* Assigned task: Your task is to copy the stretch of lines in the records below that begins with the line containing "filename src/drag.rs" and ends with the line containing "moves between elements.", exactly as written, with nothing added.

* Material to process:
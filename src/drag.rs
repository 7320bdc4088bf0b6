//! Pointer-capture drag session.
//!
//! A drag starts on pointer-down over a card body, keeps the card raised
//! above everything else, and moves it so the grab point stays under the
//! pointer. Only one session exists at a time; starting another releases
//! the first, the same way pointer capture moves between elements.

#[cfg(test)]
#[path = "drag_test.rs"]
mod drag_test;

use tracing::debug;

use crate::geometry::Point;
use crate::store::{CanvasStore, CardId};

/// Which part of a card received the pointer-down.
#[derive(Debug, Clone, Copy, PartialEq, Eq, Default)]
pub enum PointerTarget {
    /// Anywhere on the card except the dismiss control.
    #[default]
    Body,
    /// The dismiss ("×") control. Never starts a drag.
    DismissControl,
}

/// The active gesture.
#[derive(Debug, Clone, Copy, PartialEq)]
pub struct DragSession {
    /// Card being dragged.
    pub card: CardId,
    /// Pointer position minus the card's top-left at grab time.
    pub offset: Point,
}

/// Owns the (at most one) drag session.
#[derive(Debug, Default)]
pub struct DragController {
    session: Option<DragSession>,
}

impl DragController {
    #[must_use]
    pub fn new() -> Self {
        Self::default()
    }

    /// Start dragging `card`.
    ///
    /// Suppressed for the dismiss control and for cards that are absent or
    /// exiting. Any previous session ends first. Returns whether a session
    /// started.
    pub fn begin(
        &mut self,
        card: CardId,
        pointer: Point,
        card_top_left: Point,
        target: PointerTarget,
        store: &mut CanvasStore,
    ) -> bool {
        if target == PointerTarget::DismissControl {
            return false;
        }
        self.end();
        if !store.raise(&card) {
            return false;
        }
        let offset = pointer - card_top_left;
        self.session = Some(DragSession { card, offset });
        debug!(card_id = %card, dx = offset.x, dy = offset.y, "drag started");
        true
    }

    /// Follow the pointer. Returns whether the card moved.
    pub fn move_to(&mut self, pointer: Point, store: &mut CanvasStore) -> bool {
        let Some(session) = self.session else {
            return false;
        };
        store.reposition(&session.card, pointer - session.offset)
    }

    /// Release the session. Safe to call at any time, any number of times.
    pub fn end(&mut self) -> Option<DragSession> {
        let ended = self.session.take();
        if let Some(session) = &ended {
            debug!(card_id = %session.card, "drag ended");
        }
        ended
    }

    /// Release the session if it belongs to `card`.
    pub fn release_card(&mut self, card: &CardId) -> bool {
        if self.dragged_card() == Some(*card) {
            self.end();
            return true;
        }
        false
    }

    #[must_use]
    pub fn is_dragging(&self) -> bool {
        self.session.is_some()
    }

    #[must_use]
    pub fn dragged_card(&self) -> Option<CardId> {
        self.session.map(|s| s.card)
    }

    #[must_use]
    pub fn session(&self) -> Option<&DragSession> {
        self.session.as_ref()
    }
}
...
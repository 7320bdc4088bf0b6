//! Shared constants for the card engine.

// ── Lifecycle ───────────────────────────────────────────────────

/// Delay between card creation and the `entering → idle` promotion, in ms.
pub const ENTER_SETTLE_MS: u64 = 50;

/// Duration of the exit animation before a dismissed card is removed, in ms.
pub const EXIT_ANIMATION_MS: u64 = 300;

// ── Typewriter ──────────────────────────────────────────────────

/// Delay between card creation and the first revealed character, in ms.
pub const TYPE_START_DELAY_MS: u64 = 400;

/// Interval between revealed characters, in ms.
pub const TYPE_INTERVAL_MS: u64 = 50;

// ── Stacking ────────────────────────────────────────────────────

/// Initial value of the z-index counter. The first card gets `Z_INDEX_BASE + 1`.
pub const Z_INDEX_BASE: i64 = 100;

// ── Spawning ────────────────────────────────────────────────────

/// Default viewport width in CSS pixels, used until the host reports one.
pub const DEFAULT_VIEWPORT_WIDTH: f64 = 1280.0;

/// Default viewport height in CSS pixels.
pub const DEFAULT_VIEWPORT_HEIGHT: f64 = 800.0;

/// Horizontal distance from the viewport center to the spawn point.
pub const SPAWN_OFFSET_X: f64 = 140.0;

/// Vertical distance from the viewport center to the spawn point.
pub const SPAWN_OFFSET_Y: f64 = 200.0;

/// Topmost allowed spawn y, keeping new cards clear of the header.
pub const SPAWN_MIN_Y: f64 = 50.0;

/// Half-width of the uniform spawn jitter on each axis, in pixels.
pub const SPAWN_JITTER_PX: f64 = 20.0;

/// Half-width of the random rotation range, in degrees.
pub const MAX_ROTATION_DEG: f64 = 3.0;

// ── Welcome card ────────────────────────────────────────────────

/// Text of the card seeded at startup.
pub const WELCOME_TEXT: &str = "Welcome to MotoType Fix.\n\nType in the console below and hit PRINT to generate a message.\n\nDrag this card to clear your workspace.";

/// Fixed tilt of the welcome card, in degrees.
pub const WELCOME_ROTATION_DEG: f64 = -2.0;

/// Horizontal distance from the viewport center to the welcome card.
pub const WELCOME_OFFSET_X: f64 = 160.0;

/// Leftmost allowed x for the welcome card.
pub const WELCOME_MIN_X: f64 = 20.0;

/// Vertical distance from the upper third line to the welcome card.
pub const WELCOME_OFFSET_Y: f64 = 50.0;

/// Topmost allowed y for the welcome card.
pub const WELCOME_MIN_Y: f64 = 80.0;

* Finished exercise:
filename src/drag.rs
repository 7320bdc4088bf0b6
//! Pointer-capture drag session.
//!
//! A drag starts on pointer-down over a card body, keeps the card raised
//! above everything else, and moves it so the grab point stays under the
//! pointer. Only one session exists at a time; starting another releases
//! the first, the same way pointer capture moves between elements.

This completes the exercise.